生殖権
村田野芳治が自殺してからというもの、私は読む本に困っていた。私は彼のweb小説ばかり読んでいたからである。
「生殖促進法が施行され、本日より生殖拒否権が否定されることとなります。ご留意下さい。」
惰性でつけていたテレビのニュースが言う。
なんだそれ?
私は聞いたことがなかった。
私は午後からのバイトに行く。
脱衣所で着替えていると
「河合ちゃん、ぼくとおまんこしようよ。」
バイトの店長がカーテン越しに言う。いつものセクハラか。
「え?」
私はバイトの店長を威圧するために敢えて聞き返す。間髪入れずにバイトの店長は言う。
「え?じゃないよ。
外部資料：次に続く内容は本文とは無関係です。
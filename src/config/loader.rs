//! Configuration loading from disk and the environment.
//!
//! A TOML file (optional) provides the base configuration; enumerated
//! environment variables override individual fields, matching how the proxy
//! is configured in container deployments. The merged result is validated
//! before it is accepted into the system.

use std::env;
use std::fs;
use std::path::Path;

use crate::config::schema::ProxyConfig;
use crate::config::validation::{validate_config, ValidationError};

/// Error type for configuration loading.
#[derive(Debug)]
pub enum ConfigError {
    Io(std::io::Error),
    Parse(toml::de::Error),
    Env { var: &'static str, message: String },
    Validation(Vec<ValidationError>),
}

impl std::fmt::Display for ConfigError {
    fn fmt(&self, f: &mut std::fmt::Formatter<'_>) -> std::fmt::Result {
        match self {
            ConfigError::Io(e) => write!(f, "IO error: {}", e),
            ConfigError::Parse(e) => write!(f, "Parse error: {}", e),
            ConfigError::Env { var, message } => write!(f, "Environment error: {}: {}", var, message),
            ConfigError::Validation(errors) => {
                write!(f, "Validation failed: ")?;
                for (i, err) in errors.iter().enumerate() {
                    if i > 0 {
                        write!(f, ", ")?;
                    }
                    write!(f, "{}", err)?;
                }
                Ok(())
            }
        }
    }
}

impl std::error::Error for ConfigError {}

/// Load configuration: TOML file (if given) overlaid by environment
/// variables, then validated.
pub fn load_config(path: Option<&Path>) -> Result<ProxyConfig, ConfigError> {
    let mut config = match path {
        Some(p) => {
            let content = fs::read_to_string(p).map_err(ConfigError::Io)?;
            toml::from_str(&content).map_err(ConfigError::Parse)?
        }
        None => ProxyConfig::default(),
    };

    apply_env_overrides(&mut config)?;
    validate_config(&config).map_err(ConfigError::Validation)?;

    Ok(config)
}

/// Overlay the enumerated environment variables onto a config.
pub fn apply_env_overrides(config: &mut ProxyConfig) -> Result<(), ConfigError> {
    if let Ok(addr) = env::var("PROXY_BIND_ADDRESS") {
        config.listener.bind_address = addr;
    }
    if let Ok(url) = env::var("UPSTREAM_BASE_URL") {
        config.upstream.base_url = url;
    }
    if let Ok(key) = env::var("UPSTREAM_API_KEY") {
        config.upstream.api_key = key;
    }
    if let Ok(url) = env::var("PUBLIC_ENDPOINT_URL") {
        config.upstream.public_endpoint_url = Some(url);
    }
    if let Ok(ips) = env::var("ALLOWED_PROXY_IPS") {
        config.security.allowed_ips = ips
            .split(',')
            .map(str::trim)
            .filter(|ip| !ip.is_empty())
            .map(str::to_string)
            .collect();
    }
    if let Ok(secret) = env::var("INTERNAL_SIGNING_SECRET") {
        if !secret.is_empty() {
            config.security.signing_secret = Some(secret);
        }
    }
    if let Ok(raw) = env::var("SIGNATURE_TOLERANCE_SECONDS") {
        config.security.timestamp_tolerance_secs =
            parse_var("SIGNATURE_TOLERANCE_SECONDS", &raw)?;
    }
    if let Ok(raw) = env::var("RATE_LIMIT_MAX_REQUESTS") {
        config.rate_limit.max_requests = parse_var("RATE_LIMIT_MAX_REQUESTS", &raw)?;
    }
    if let Ok(raw) = env::var("RATE_LIMIT_WINDOW_SECONDS") {
        config.rate_limit.window_seconds = parse_var("RATE_LIMIT_WINDOW_SECONDS", &raw)?;
    }
    if let Ok(raw) = env::var("REQUIRE_HTTPS") {
        config.security.require_https = raw.eq_ignore_ascii_case("true");
    }
    if let Ok(raw) = env::var("UPSTREAM_TIMEOUT_SECONDS") {
        config.upstream.timeout_secs = parse_var("UPSTREAM_TIMEOUT_SECONDS", &raw)?;
    }

    Ok(())
}

fn parse_var<T: std::str::FromStr>(var: &'static str, raw: &str) -> Result<T, ConfigError> {
    raw.parse().map_err(|_| ConfigError::Env {
        var,
        message: format!("expected a number, got {:?}", raw),
    })
}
生殖拒否権はもうないんだ。生殖を申し込まれたら断れないんだよ。尤も妊娠していたら話は別みたいだけどね。知らなかったでは済まされない。それが法律というものだろう?」
「はあ?意味わからないんですけど?警察呼びますよ!!」
私は怒鳴る。顔が怒りで紅潮するのを感じる。
「警察の世話になるのは果たしてどちらだろうね?もし拒絶したら死刑又は無期若しくは五年以上の懲役に処するらしいよ。国は良い仕事するね。」
バイトの店長の声が笑う。
「それじゃあ刑法199条殺人と同じだ!」
私は、何かの本で読んでいたので、それだけは知っていた。
「生殖しないことで、人を誕生させないことは殺人に等しいという解釈なんだそうだ。流石にどうかと思うけどね。」
「そんなのおかしいよ!」
「そんなこと言って良いのかな?拒絶すれば、わかってるよね。」
バイトの店長が脱衣所のカーテンに手を掛ける。